REQUIREMENT:
Set down all of the records exactly.

(Collected data)
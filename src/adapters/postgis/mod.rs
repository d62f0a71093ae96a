//! PostGIS target store
//!
//! - [`client`] - pooled connections with optional TLS
//! - [`sql`] - statement text for the layer tables
//! - [`store`] - the [`GeoStore`](crate::adapters::database::GeoStore) implementation

pub mod client;
pub mod sql;
pub mod store;

pub use client::PostGisClient;
pub use store::PostGisStore;
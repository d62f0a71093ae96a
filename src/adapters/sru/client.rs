//! HTTP access to the publication registry
//!
//! The pipeline only ever needs "GET this URL and give me the body", so the seam
//! is the small [`DocumentFetcher`] trait. [`HttpFetcher`] is the reqwest-backed
//! implementation; tests substitute in-memory fakes.

use crate::config::ApiConfig;
use crate::domain::{OpsyncError, Result, SearchApiError};
use async_trait::async_trait;
use reqwest::{Client, ClientBuilder};
use std::time::Duration;

/// Fetches XML documents over HTTP
#[async_trait]
pub trait DocumentFetcher: Send + Sync {
    /// GET `url` with the given query parameters and return the response body
    ///
    /// # Errors
    ///
    /// Returns [`SearchApiError::HttpStatus`] for a non-2xx response and another
    /// [`SearchApiError`] variant for transport failures.
    async fn fetch(&self, url: &str, query: &[(&str, String)]) -> Result<String>;
}

/// reqwest-backed [`DocumentFetcher`]
#[derive(Debug, Clone)]
pub struct HttpFetcher {
    client: Client,
}

impl HttpFetcher {
    /// Build a fetcher with the configured request timeout
    ///
    /// # Errors
    ///
    /// Returns a configuration error if the HTTP client cannot be constructed.
    pub fn new(config: &ApiConfig) -> Result<Self> {
        let client = ClientBuilder::new()
            .timeout(Duration::from_secs(config.timeout_seconds))
            .connect_timeout(Duration::from_secs(30))
            .user_agent(concat!("opsync/", env!("CARGO_PKG_VERSION")))
            .build()
            .map_err(|e| OpsyncError::Configuration(format!("Failed to build HTTP client: {e}")))?;

        Ok(Self { client })
    }
}

#[async_trait]
impl DocumentFetcher for HttpFetcher {
    async fn fetch(&self, url: &str, query: &[(&str, String)]) -> Result<String> {
        tracing::debug!(url, params = query.len(), "GET");

        let mut request = self.client.get(url);
        if !query.is_empty() {
            request = request.query(query);
        }

        let response = request.send().await.map_err(|e| {
            if e.is_timeout() {
                SearchApiError::Timeout(format!("{url}: {e}"))
            } else {
                SearchApiError::ConnectionFailed(format!("{url}: {e}"))
            }
        })?;

        let status = response.status();
        if !status.is_success() {
            return Err(SearchApiError::HttpStatus {
                status: status.as_u16(),
                url: url.to_string(),
            }
            .into());
        }

        let body = response
            .text()
            .await
            .map_err(|e| SearchApiError::InvalidResponse(format!("{url}: {e}")))?;

        Ok(body)
    }
}

#[cfg(test)]
mod tests {
    use super::*;

    #[tokio::test]
    async fn test_fetch_returns_body_and_sends_query() {
        let mut server = mockito::Server::new_async().await;
        let mock = server
            .mock("GET", "/sru")
            .match_query(mockito::Matcher::UrlEncoded(
                "startRecord".into(),
                "1001".into(),
            ))
            .with_status(200)
            .with_body("<ok/>")
            .create_async()
            .await;

        let fetcher = HttpFetcher::new(&ApiConfig::default()).unwrap();
        let url = format!("{}/sru", server.url());
        let body = fetcher
            .fetch(&url, &[("startRecord", "1001".to_string())])
            .await
            .unwrap();

        assert_eq!(body, "<ok/>");
        mock.assert_async().await;
    }

    #[tokio::test]
    async fn test_non_success_status_is_http_status_error() {
        let mut server = mockito::Server::new_async().await;
        server
            .mock("GET", "/sru")
            .with_status(503)
            .create_async()
            .await;

        let fetcher = HttpFetcher::new(&ApiConfig::default()).unwrap();
        let url = format!("{}/sru", server.url());
        let err = fetcher.fetch(&url, &[]).await.unwrap_err();

        match err {
            OpsyncError::SearchApi(SearchApiError::HttpStatus { status, .. }) => {
                assert_eq!(status, 503)
            }
            other => panic!("unexpected error: {other}"),
        }
    }

    #[tokio::test]
    async fn test_unreachable_host_is_connection_error() {
        let fetcher = HttpFetcher::new(&ApiConfig::default()).unwrap();
        let err = fetcher
            .fetch("http://127.0.0.1:1/sru", &[])
            .await
            .unwrap_err();
        assert!(matches!(err, OpsyncError::SearchApi(_)));
    }
}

ANSWER AREA:
filename src/adapters/postgis/mod.rs
repository d62f0a71093ae96a
//! PostGIS target store
//!
//! - [`client`] - pooled connections with optional TLS
//! - [`sql`] - statement text for the layer tables
//! - [`store`] - the [`GeoStore`](crate::adapters::database::GeoStore) implementation

pub mod client;
pub mod sql;
pub mod store;

pub use client::PostGisClient;
pub use store::PostGisStore;
repository d62f0a71093ae96a
filename src/adapters/sru/client.rs
//! HTTP access to the publication registry
//!
//! The pipeline only ever needs "GET this URL and give me the body", so the seam
//! is the small [`DocumentFetcher`] trait. [`HttpFetcher`] is the reqwest-backed
//! implementation; tests substitute in-memory fakes.

use crate::config::ApiConfig;
use crate::domain::{OpsyncError, Result, SearchApiError};
use async_trait::async_trait;
use reqwest::{Client, ClientBuilder};
use std::time::Duration;

/// Fetches XML documents over HTTP
#[async_trait]
pub trait DocumentFetcher: Send + Sync {
    /// GET `url` with the given query parameters and return the response body
    ///
    /// # Errors
    ///
    /// Returns [`SearchApiError::HttpStatus`] for a non-2xx response and another
    /// [`SearchApiError`] variant for transport failures.
    async fn fetch(&self, url: &str, query: &[(&str, String)]) -> Result<String>;
}

/// reqwest-backed [`DocumentFetcher`]
#[derive(Debug, Clone)]
pub struct HttpFetcher {
    client: Client,
}

impl HttpFetcher {
    /// Build a fetcher with the configured request timeout
    ///
    /// # Errors
    ///
    /// Returns a configuration error if the HTTP client cannot be constructed.
    pub fn new(config: &ApiConfig) -> Result<Self> {
        let client = ClientBuilder::new()
            .timeout(Duration::from_secs(config.timeout_seconds))
            .connect_timeout(Duration::from_secs(30))
            .user_agent(concat!("opsync/", env!("CARGO_PKG_VERSION")))
            .build()
            .map_err(|e| OpsyncError::Configuration(format!("Failed to build HTTP client: {e}")))?;

        Ok(Self { client })
    }
}

#[async_trait]
impl DocumentFetcher for HttpFetcher {
    async fn fetch(&self, url: &str, query: &[(&str, String)]) -> Result<String> {
        tracing::debug!(url, params = query.len(), "GET");

        let mut request = self.client.get(url);
        if !query.is_empty() {
            request = request.query(query);
        }

        let response = request.send().await.map_err(|e| {
            if e.is_timeout() {
                SearchApiError::Timeout(format!("{url}: {e}"))
            } else {
                SearchApiError::ConnectionFailed(format!("{url}: {e}"))
            }
        })?;

        let status = response.status();
        if !status.is_success() {
            return Err(SearchApiError::HttpStatus {
                status: status.as_u16(),
                url: url.to_string(),
            }
            .into());
        }

        let body = response
            .text()
            .await
            .map_err(|e| SearchApiError::InvalidResponse(format!("{url}: {e}")))?;

        Ok(body)
    }
}

#[cfg(test)]
mod tests {
    use super::*;

    #[tokio::test]
    async fn test_fetch_returns_body_and_sends_query() {
        let mut server = mockito::Server::new_async().await;
        let mock = server
            .mock("GET", "/sru")
            .match_query(mockito::Matcher::UrlEncoded(
                "startRecord".into(),
                "1001".into(),
            ))
            .with_status(200)
            .with_body("<ok/>")
            .create_async()
            .await;

        let fetcher = HttpFetcher::new(&ApiConfig::default()).unwrap();
        let url = format!("{}/sru", server.url());
        let body = fetcher
            .fetch(&url, &[("startRecord", "1001".to_string())])
            .await
            .unwrap();

        assert_eq!(body, "<ok/>");
        mock.assert_async().await;
    }

    #[tokio::test]
    async fn test_non_success_status_is_http_status_error() {
        let mut server = mockito::Server::new_async().await;
        server
            .mock("GET", "/sru")
            .with_status(503)
            .create_async()
            .await;

        let fetcher = HttpFetcher::new(&ApiConfig::default()).unwrap();
        let url = format!("{}/sru", server.url());
        let err = fetcher.fetch(&url, &[]).await.unwrap_err();

        match err {
            OpsyncError::SearchApi(SearchApiError::HttpStatus { status, .. }) => {
                assert_eq!(status, 503)
            }
            other => panic!("unexpected error: {other}"),
        }
    }

    #[tokio::test]
    async fn test_unreachable_host_is_connection_error() {
        let fetcher = HttpFetcher::new(&ApiConfig::default()).unwrap();
        let err = fetcher
            .fetch("http://127.0.0.1:1/sru", &[])
            .await
            .unwrap_err();
        assert!(matches!(err, OpsyncError::SearchApi(_)));
    }
}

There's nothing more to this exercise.